Quelles sont les populations qui sont le plus touchées par ce phénomène ?

Les jeunes, tout d'abord, qui consomment principalement des médicaments de manière massive pour ressentir de l'euphorie, plus de confiance en soi, de la détente bref, tout ce qui aide à se désinhiber dans une soirée.

Les populations plus âgées, ensuite, qui surconsomment des médicaments principalement pour calmer leurs douleurs.

Le mesusage de médicaments peut-il avoir des conséquences sur la santé, et si oui lesquelles ?

Les dangers du mésusage de médicaments évoluent en fonction du type de mésusage.

Le surdosage expose aux risques de dépression respiratoire et de troubles de la vigilance pour la plupart des psychotropes (Benzodiazepines, Hypnotiques, Neuroleptiques, Antidépresseurs) et dérivés morphiniques (dont la Codéine) ; aux risques de ralentissement cardiaque (voir d'arrêt cardiaque) avec les bêta bloquants et le Loperamide ; aux risques dissociatifs avec délires, hallucinations (Mercalm, Hypnotiques, Morphiniques et dérivés) ; et naturellement, retentissement sur les principaux appareils qui dégradent et éliminent les toxiques du sang (foie et reins).

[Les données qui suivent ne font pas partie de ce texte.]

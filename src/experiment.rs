//! Loading, validation and normalization of the user-authored experiment
//! configuration.
//!
//! The raw YAML image is validated in one pass and turned into an owned
//! [`Config`]; nothing downstream ever sees an unchecked value. Sections
//! whose module is disabled are exempted from the emptiness check and pinned
//! to the sentinel string `"FALSE"`, which the scaffolding template and the
//! downstream R scripts expect as a concrete scalar.

use std::collections::HashMap;
use std::fs::File;
use std::path::{Path, PathBuf};

use serde::Deserialize;

use crate::error::{Error, Result};
use crate::params::{AnalysisFlags, Method, RepertoireTool};

/// Placeholder written into exempted sections
pub const DISABLED: &str = "FALSE";

/// Separators that would make the comma-split of list sections ambiguous
const BAD_SEPARATORS: [char; 5] = [':', ';', '/', '.', '?'];

/// Boolean-like config value. Older config files carry yes/no text where
/// newer ones use native YAML booleans, so both encodings deserialize.
#[derive(Debug, Clone, PartialEq, Deserialize)]
#[serde(untagged)]
pub enum Flag {
    Bool(bool),
    Text(String),
}

/// Direct serde image of the config file. Every section is optional here so
/// that emptiness can be checked in one batch instead of failing on the
/// first absent key.
#[derive(Debug, Default, Deserialize)]
pub struct RawConfig {
    pub experience_name: Option<String>,
    pub plate_names: Option<String>,
    pub gsf_file: Option<String>,
    pub fastq_directories: Option<String>,
    pub index_sort: Option<Flag>,
    pub not_fluorescent: Option<Flag>,
    pub categoriale_term_set: Option<String>,
    pub species: Option<String>,
    pub star_index: Option<HashMap<String, String>>,
    pub gtf_file: Option<HashMap<String, String>>,
    #[serde(rename = "trust4_imgt_BCR_TCR")]
    pub trust4_imgt_bcr_tcr: Option<HashMap<String, String>>,
    #[serde(rename = "trust4_imgt_VDJ")]
    pub trust4_imgt_vdj: Option<HashMap<String, String>>,
    pub outdir_temp: Option<String>,
    pub method_analysis: Option<String>,
    pub index_sort_analysis: Option<Flag>,
    pub bcr_repertoire_analysis: Option<Flag>,
    pub tcr_repertoire_analysis: Option<Flag>,
    pub metadata_analysis: Option<Flag>,
    pub repertoire_tool: Option<Flag>,
}

/// Validated and normalized configuration
#[derive(Debug)]
pub struct Config {
    pub experience_name: String,
    pub plates: Vec<String>,
    pub gsf_file: PathBuf,
    pub fastq_directories: PathBuf,
    /// Index-sort table source directory, or `"FALSE"` when disabled
    pub index_sort: String,
    pub not_fluorescent: String,
    pub categorial_terms: Vec<String>,
    pub species: String,
    pub star_index: String,
    pub gtf_file: String,
    pub imgt_bcr_tcr: String,
    pub imgt_vdj: String,
    pub outdir_temp: String,
    pub flags: AnalysisFlags,
}

pub fn load(path: &Path) -> Result<RawConfig> {
    if !path.is_file() {
        return Err(Error::MissingFile(path.to_path_buf()));
    }
    let file = File::open(path)?;
    Ok(serde_yaml::from_reader(file)?)
}

/// Normalizes a yes/no parameter to a native boolean. Anything outside
/// native booleans and case-insensitive yes/no text is rejected with the
/// offending section name.
pub fn verify_parameters(value: &Flag, field: &str) -> Result<bool> {
    match value {
        Flag::Bool(b) => Ok(*b),
        Flag::Text(t) if t.eq_ignore_ascii_case("yes") => Ok(true),
        Flag::Text(t) if t.eq_ignore_ascii_case("no") => Ok(false),
        Flag::Text(_) => Err(Error::InvalidParameter {
            field: field.to_string(),
        }),
    }
}

fn parse_repertoire_tool(value: Option<&Flag>) -> Result<Option<RepertoireTool>> {
    match value {
        None | Some(Flag::Bool(false)) => Ok(None),
        Some(Flag::Bool(true)) => Err(Error::InvalidRepertoireTool(String::from("true"))),
        Some(Flag::Text(t)) => match t.as_str() {
            "trust4" => Ok(Some(RepertoireTool::Trust4)),
            "airrflow" => Ok(Some(RepertoireTool::Airrflow)),
            other => Err(Error::InvalidRepertoireTool(other.to_string())),
        },
    }
}

fn verify_separator(field: &str, value: &str) -> Result<()> {
    if value.contains(|c| BAD_SEPARATORS.contains(&c)) {
        Err(Error::SeparatorViolation {
            field: field.to_string(),
            value: value.to_string(),
        })
    } else {
        Ok(())
    }
}

fn split_list(value: &str) -> Vec<String> {
    value.split(',').map(|item| item.trim().to_string()).collect()
}

fn species_entry(
    map: Option<HashMap<String, String>>,
    field: &str,
    species: &str,
) -> Result<String> {
    map.unwrap_or_default()
        .remove(species)
        .ok_or_else(|| Error::UnknownSpecies {
            field: field.to_string(),
            species: species.to_string(),
        })
}

/// Text value of a path-or-false section. A native `false` collapses to the
/// sentinel; `true` makes no sense for a path and is rejected.
fn path_or_false(value: Flag, field: &str) -> Result<String> {
    match value {
        Flag::Text(t) => Ok(t),
        Flag::Bool(false) => Ok(DISABLED.to_string()),
        Flag::Bool(true) => Err(Error::InvalidParameter {
            field: field.to_string(),
        }),
    }
}

/// Validates the raw config against the working directory and produces the
/// normalized [`Config`]. Pure with respect to the input: exemption
/// placeholders land in the returned value, the raw image is consumed.
pub fn validate(raw: RawConfig, working_dir: &Path) -> Result<Config> {
    // Exemptions are derived before the emptiness pass. A section whose
    // controlling flag is off must not be reported as empty.
    let skip_index_sort = match raw.index_sort_analysis.as_ref() {
        Some(f) => matches!(verify_parameters(f, "index_sort_analysis"), Ok(false)),
        None => false,
    };
    let repertoire = parse_repertoire_tool(raw.repertoire_tool.as_ref());
    let skip_repertoire = matches!(repertoire, Ok(None));

    let sections = [
        ("experience_name", raw.experience_name.is_some(), false),
        ("plate_names", raw.plate_names.is_some(), false),
        ("gsf_file", raw.gsf_file.is_some(), false),
        ("fastq_directories", raw.fastq_directories.is_some(), false),
        ("index_sort", raw.index_sort.is_some(), skip_index_sort),
        ("not_fluorescent", raw.not_fluorescent.is_some(), skip_index_sort),
        ("categoriale_term_set", raw.categoriale_term_set.is_some(), false),
        ("species", raw.species.is_some(), false),
        ("star_index", raw.star_index.is_some(), false),
        ("gtf_file", raw.gtf_file.is_some(), false),
        ("trust4_imgt_BCR_TCR", raw.trust4_imgt_bcr_tcr.is_some(), skip_repertoire),
        ("trust4_imgt_VDJ", raw.trust4_imgt_vdj.is_some(), skip_repertoire),
        ("outdir_temp", raw.outdir_temp.is_some(), false),
        ("method_analysis", raw.method_analysis.is_some(), false),
        ("index_sort_analysis", raw.index_sort_analysis.is_some(), false),
        ("bcr_repertoire_analysis", raw.bcr_repertoire_analysis.is_some(), skip_repertoire),
        ("tcr_repertoire_analysis", raw.tcr_repertoire_analysis.is_some(), skip_repertoire),
        ("metadata_analysis", raw.metadata_analysis.is_some(), false),
    ];
    let empty: Vec<String> = sections
        .iter()
        .filter(|(_, present, skipped)| !present && !skipped)
        .map(|(name, _, _)| name.to_string())
        .collect();
    if !empty.is_empty() {
        return Err(Error::EmptyFields(empty));
    }

    let repertoire = repertoire?;

    let experience_name = raw.experience_name.unwrap();
    let path_name = working_dir
        .file_name()
        .map(|n| n.to_string_lossy().to_string())
        .unwrap_or_default();
    if path_name != experience_name {
        return Err(Error::NameMismatch {
            path_name,
            config_name: experience_name,
        });
    }

    let plate_names = raw.plate_names.unwrap();
    verify_separator("plate_names", &plate_names)?;
    let plates = split_list(&plate_names);

    let terms = raw.categoriale_term_set.unwrap();
    verify_separator("categoriale_term_set", &terms)?;
    let categorial_terms = split_list(&terms);

    let method = Method::parse(&raw.method_analysis.unwrap())?;
    info!("Selected method: {}", method.as_str());

    let index_sort_analysis = if skip_index_sort {
        false
    } else {
        verify_parameters(raw.index_sort_analysis.as_ref().unwrap(), "index_sort_analysis")?
    };
    let (bcr, tcr) = if skip_repertoire {
        (false, false)
    } else {
        (
            verify_parameters(raw.bcr_repertoire_analysis.as_ref().unwrap(), "bcr_repertoire_analysis")?,
            verify_parameters(raw.tcr_repertoire_analysis.as_ref().unwrap(), "tcr_repertoire_analysis")?,
        )
    };
    let metadata = verify_parameters(raw.metadata_analysis.as_ref().unwrap(), "metadata_analysis")?;
    info!(
        "Selected modules: index_sort={} bcr={} tcr={} metadata={} repertoire={:?}",
        index_sort_analysis, bcr, tcr, metadata, repertoire
    );

    let species = raw.species.unwrap();
    let star_index = species_entry(raw.star_index, "star_index", &species)?;
    let gtf_file = species_entry(raw.gtf_file, "gtf_file", &species)?;
    let (imgt_bcr_tcr, imgt_vdj) = if skip_repertoire {
        (DISABLED.to_string(), DISABLED.to_string())
    } else {
        (
            species_entry(raw.trust4_imgt_bcr_tcr, "trust4_imgt_BCR_TCR", &species)?,
            species_entry(raw.trust4_imgt_vdj, "trust4_imgt_VDJ", &species)?,
        )
    };

    let index_sort = if skip_index_sort {
        DISABLED.to_string()
    } else {
        path_or_false(raw.index_sort.unwrap(), "index_sort")?
    };
    let not_fluorescent = if skip_index_sort {
        DISABLED.to_string()
    } else {
        match raw.not_fluorescent.unwrap() {
            Flag::Text(t) => t,
            Flag::Bool(b) => crate::params::as_r_bool(b).to_string(),
        }
    };

    Ok(Config {
        experience_name,
        plates,
        gsf_file: PathBuf::from(raw.gsf_file.unwrap()),
        fastq_directories: PathBuf::from(raw.fastq_directories.unwrap()),
        index_sort,
        not_fluorescent,
        categorial_terms,
        species,
        star_index,
        gtf_file,
        imgt_bcr_tcr,
        imgt_vdj,
        outdir_temp: raw.outdir_temp.unwrap(),
        flags: AnalysisFlags {
            method,
            index_sort: index_sort_analysis,
            bcr,
            tcr,
            metadata,
            repertoire,
        },
    })
}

La mauvaise indication thérapeutique peut entraîner la survenue des effets secondaires prévisibles, qui compliquent la situation en l'absence de traitement adapté.

Comment soigner une personne dépendante de médicaments ?

Face à ces prises associées et massives, l'hospitalisation sera souvent nécessaire pour éviter ou limiter les arrêts respiratoires et les décompensations délirantes.

Mais je pense que des campagnes de santé publique doivent aussi être mises en place sur le sujet. Celle sur les antibiotiques a très bien marché.

Enfin, le dialogue avec une personne droguée aux médicaments doit être rétabli, pour pouvoir identifier les causes du mal-être que cache ce type d'addiction. Le jeunes patients que je rencontre, par exemple, ont profondément besoin d'être rassurés sur leur avenir, qu'on leur montre qu'il y a des échappatoires possibles face au chômage ou aux travails qui ne leur correspondent pas.